Günlerdir, dönüşümsüz açlık grevine devam eden yüzlerce tutsaktan bazıları, musluk suyu ile eylemlerine devam etmekte, geçmiş yıllarda benzer açlık grevlerinde yaşananlardan daha beteri günümüzde yaşanmakta, tutsakların en yaşamsal ihtiyaçları bile cezaevi idarelerince karşılanmamakta ve görmezden gelinmekte, Türk Tabipler Birliği'nin Adalet Bakanlığı'na yapmış olduğu "izleme" başvurusu halen yanıtsız bırakılmakta, tutsaklara ulaşmak isteyen bağımsız, tarafsız, gönüllü hekimlerin girişimleri yok sayılmakta ve açlık grevini sürdüren tutsakların yaşadığı süreç en azından tıbben dahi olsa izlenememektedir. Açlık grevi gibi metabolizmayı yoran ve kalıcı, ölümcül sonucu olan eylemlerde dışarıdan takviye ile alınması zaruri olan B1 vitamininin bile tutsaklara verilmeyişi ve geciktirilmesi, bu konuda cezaevi idarelerince sürdürülen gelişigüzel uygulamalar, bakanların, Başbakan'ın ve medyanın açlık grevlerine karşı tutumu, günden güne bedenlerini tüketen tutsakların hayatlarının ve taleplerinin ne denli dikkate alındığının bir göstergesidir. Bu nedenle, yaşanan bu süreci endişe ile izlemeye devam ediyoruz.
Zindanlardaki bu çığlığa kayıtsız kalmayı yeğleyen devletin ve medyanın bu tutumunu kınıyor, çok yakın bir süre içerisinde üzücü sonlara sahne olabilecek cezaevlerinde yaşanan ve yaşanacak tüm hak ihlallerinden devleti sorumlu tutuyoruz.
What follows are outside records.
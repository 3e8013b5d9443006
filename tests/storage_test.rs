//! Integration tests for the storage gateway and the S3 client.

use std::collections::HashMap;
use std::path::PathBuf;
use std::sync::atomic::{AtomicUsize, Ordering};
use std::sync::{Arc, Mutex};
use std::time::Duration;

use async_trait::async_trait;
use media_share::config::Config;
use media_share::storage::{ObjectStore, S3Client, StorageGateway, UploadFile};
use media_share::ShareError;
use wiremock::matchers::{header, method, path, path_regex};
use wiremock::{Mock, MockServer, ResponseTemplate};

const MIB: u64 = 1024 * 1024;

/// Object store kept in memory, counting calls.
#[derive(Default)]
struct RecordingStore {
    objects: Mutex<HashMap<String, (Vec<u8>, String)>>,
    puts: AtomicUsize,
    delay: Option<Duration>,
}

#[async_trait]
impl ObjectStore for RecordingStore {
    async fn put(&self, key: &str, data: &[u8], content_type: &str) -> anyhow::Result<()> {
        if let Some(delay) = self.delay {
            tokio::time::sleep(delay).await;
        }
        self.puts.fetch_add(1, Ordering::SeqCst);
        self.objects
            .lock()
            .unwrap()
            .insert(key.to_string(), (data.to_vec(), content_type.to_string()));
        Ok(())
    }

    async fn get(&self, key: &str) -> anyhow::Result<Option<(Vec<u8>, String)>> {
        Ok(self.objects.lock().unwrap().get(key).cloned())
    }

    fn public_url(&self, key: &str) -> String {
        format!("https://cdn.example.com/{key}")
    }
}

fn gateway(store: Arc<RecordingStore>) -> StorageGateway {
    StorageGateway::new(store, "media/", 5 * MIB, Duration::from_secs(5))
}

fn image(size: usize) -> UploadFile {
    UploadFile {
        file_name: "Holiday.PNG".to_string(),
        content_type: "image/png".to_string(),
        bytes: vec![7; size],
    }
}

fn test_config(endpoint: &str) -> Config {
    Config {
        database_path: PathBuf::from("unused.sqlite"),
        s3_bucket: "test-bucket".to_string(),
        s3_region: "us-east-1".to_string(),
        s3_endpoint: Some(endpoint.to_string()),
        s3_prefix: "media/".to_string(),
        public_base_url: None,
        max_upload_bytes: 5 * MIB,
        request_timeout: Duration::from_secs(5),
        feed_limit: 100,
        session_ttl: Duration::from_secs(3600),
        web_host: "127.0.0.1".to_string(),
        web_port: 0,
    }
}

#[tokio::test]
async fn test_upload_stores_under_owner_path() {
    let store = Arc::new(RecordingStore::default());
    let stored = gateway(Arc::clone(&store)).upload(&image(1024), "u1").await.unwrap();

    assert!(stored.path.starts_with("u1/"));
    assert!(stored.path.ends_with(".png"));
    assert_eq!(stored.public_url, format!("https://cdn.example.com/media/{}", stored.path));

    let objects = store.objects.lock().unwrap();
    let (bytes, content_type) = objects.get(&format!("media/{}", stored.path)).unwrap();
    assert_eq!(bytes.len(), 1024);
    assert_eq!(content_type, "image/png");
}

#[tokio::test]
async fn test_oversized_file_never_reaches_store() {
    let store = Arc::new(RecordingStore::default());
    let size = usize::try_from(5 * MIB).unwrap() + 1;

    let result = gateway(Arc::clone(&store)).upload(&image(size), "u1").await;
    assert!(matches!(result, Err(ShareError::Validation(msg)) if msg.contains("5MB")));
    assert_eq!(store.puts.load(Ordering::SeqCst), 0);
}

#[tokio::test]
async fn test_exactly_max_size_is_accepted() {
    let store = Arc::new(RecordingStore::default());
    let size = usize::try_from(5 * MIB).unwrap();
    assert!(gateway(store).upload(&image(size), "u1").await.is_ok());
}

#[tokio::test]
async fn test_non_image_and_missing_owner_are_rejected() {
    let store = Arc::new(RecordingStore::default());
    let gateway = gateway(Arc::clone(&store));

    let mut pdf = image(10);
    pdf.content_type = "application/pdf".to_string();
    assert!(matches!(gateway.upload(&pdf, "u1").await, Err(ShareError::Validation(_))));

    assert!(matches!(gateway.upload(&image(10), "  ").await, Err(ShareError::Validation(_))));
    assert_eq!(store.puts.load(Ordering::SeqCst), 0);
}

#[tokio::test]
async fn test_svg_is_rejected_and_content_type_normalized() {
    let store = Arc::new(RecordingStore::default());
    let gateway = gateway(Arc::clone(&store));

    let mut svg = image(10);
    svg.file_name = "logo.svg".to_string();
    svg.content_type = "image/svg+xml".to_string();
    assert!(matches!(gateway.upload(&svg, "u1").await, Err(ShareError::Validation(_))));
    assert_eq!(store.puts.load(Ordering::SeqCst), 0);

    let mut jpeg = image(10);
    jpeg.content_type = "Image/JPG".to_string();
    let stored = gateway.upload(&jpeg, "u1").await.unwrap();
    let objects = store.objects.lock().unwrap();
    assert_eq!(objects[&format!("media/{}", stored.path)].1, "image/jpeg");
}

#[tokio::test]
async fn test_fetch_refuses_keys_outside_prefix() {
    let store = Arc::new(RecordingStore::default());
    store
        .put("private/secret.png", b"secret", "image/png")
        .await
        .unwrap();
    let gateway = gateway(Arc::clone(&store));

    assert!(!gateway.owns_key("private/secret.png"));
    assert!(!gateway.owns_key("media/../private/secret.png"));
    assert!(gateway.owns_key("media/u1/abc.png"));
    assert_eq!(gateway.fetch("private/secret.png").await.unwrap(), None);
}

#[tokio::test]
async fn test_slow_store_times_out_as_connectivity() {
    let store = Arc::new(RecordingStore {
        delay: Some(Duration::from_millis(500)),
        ..RecordingStore::default()
    });
    let gateway = StorageGateway::new(store, "media/", 5 * MIB, Duration::from_millis(50));

    let result = gateway.upload(&image(10), "u1").await;
    assert!(matches!(result, Err(ShareError::Connectivity(_))));
}

#[tokio::test]
async fn test_s3_client_put_and_public_url() {
    let mock_server = MockServer::start().await;

    Mock::given(method("PUT"))
        .and(path_regex(r"^/test-bucket/media/u1/[a-z0-9]{12}\.png$"))
        .and(header("content-type", "image/png"))
        .respond_with(ResponseTemplate::new(200).insert_header("ETag", "\"abc\""))
        .expect(1)
        .mount(&mock_server)
        .await;

    let config = test_config(&mock_server.uri());
    let client = S3Client::with_credentials(&config, "test-access", "test-secret").unwrap();
    assert!(client.is_public());
    assert_eq!(client.bucket_name(), "test-bucket");

    let gateway = StorageGateway::new(
        Arc::new(client),
        config.s3_prefix.clone(),
        config.max_upload_bytes,
        config.request_timeout,
    );
    let stored = gateway.upload(&image(64), "u1").await.unwrap();

    assert_eq!(
        stored.public_url,
        format!("{}/test-bucket/media/{}", mock_server.uri(), stored.path)
    );
}

#[tokio::test]
async fn test_s3_client_rejected_put_is_write_error() {
    let mock_server = MockServer::start().await;

    Mock::given(method("PUT"))
        .respond_with(ResponseTemplate::new(403))
        .mount(&mock_server)
        .await;

    let config = test_config(&mock_server.uri());
    let client = S3Client::with_credentials(&config, "test-access", "test-secret").unwrap();
    let gateway = StorageGateway::new(Arc::new(client), "media/", 5 * MIB, Duration::from_secs(5));

    let result = gateway.upload(&image(64), "u1").await;
    assert!(matches!(result, Err(ShareError::Write(_))));
}

#[tokio::test]
async fn test_s3_client_missing_object_is_none() {
    let mock_server = MockServer::start().await;

    Mock::given(method("GET"))
        .and(path("/test-bucket/media/u1/missing.png"))
        .respond_with(ResponseTemplate::new(404))
        .mount(&mock_server)
        .await;

    let config = test_config(&mock_server.uri());
    let client = S3Client::with_credentials(&config, "test-access", "test-secret").unwrap();
    let gateway = StorageGateway::new(Arc::new(client), "media/", 5 * MIB, Duration::from_secs(5));

    assert_eq!(gateway.fetch("media/u1/missing.png").await.unwrap(), None);
}

#[test]
fn test_public_url_variants() {
    let mut config = test_config("http://minio:9000");
    let private = S3Client::with_credentials(&config, "a", "b").unwrap();
    assert!(!private.is_public());
    assert_eq!(private.public_url("media/u1/x.png"), "/files/media/u1/x.png");

    config.public_base_url = Some("https://cdn.example.com".to_string());
    let cdn = S3Client::with_credentials(&config, "a", "b").unwrap();
    assert_eq!(cdn.public_url("media/u1/x.png"), "https://cdn.example.com/media/u1/x.png");

    config.s3_endpoint = None;
    config.public_base_url = None;
    let aws = S3Client::with_credentials(&config, "a", "b").unwrap();
    assert_eq!(
        aws.public_url("media/u1/x.png"),
        "https://test-bucket.s3.amazonaws.com/media/u1/x.png"
    );
}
Açlık grevindeki tutsakların ve Kürt halkının hak ve özgürlük mücadelelerinde yalnız olmadıklarını ve onları, özellikle yakın tarihte, yaşanan birçok katliamın, faşist eylem ve girişimin, acıların baş sorumlusu olan devletle mücadelelerinde yalnız bırakmayacağımızı bir kez daha belirtmek istiyoruz.
Endişe ile izlediğimiz bu süreçte, haklara duyarlı olan tüm kesimleri dayanışmayı büyütmeye çağırıyoruz.
Birimiz özgür değilsek, hiçbirimiz özgür değiliz!
Tüm politik tutsaklara özgürlük!
İnsana, hayvana, yeryüzüne özgürlük!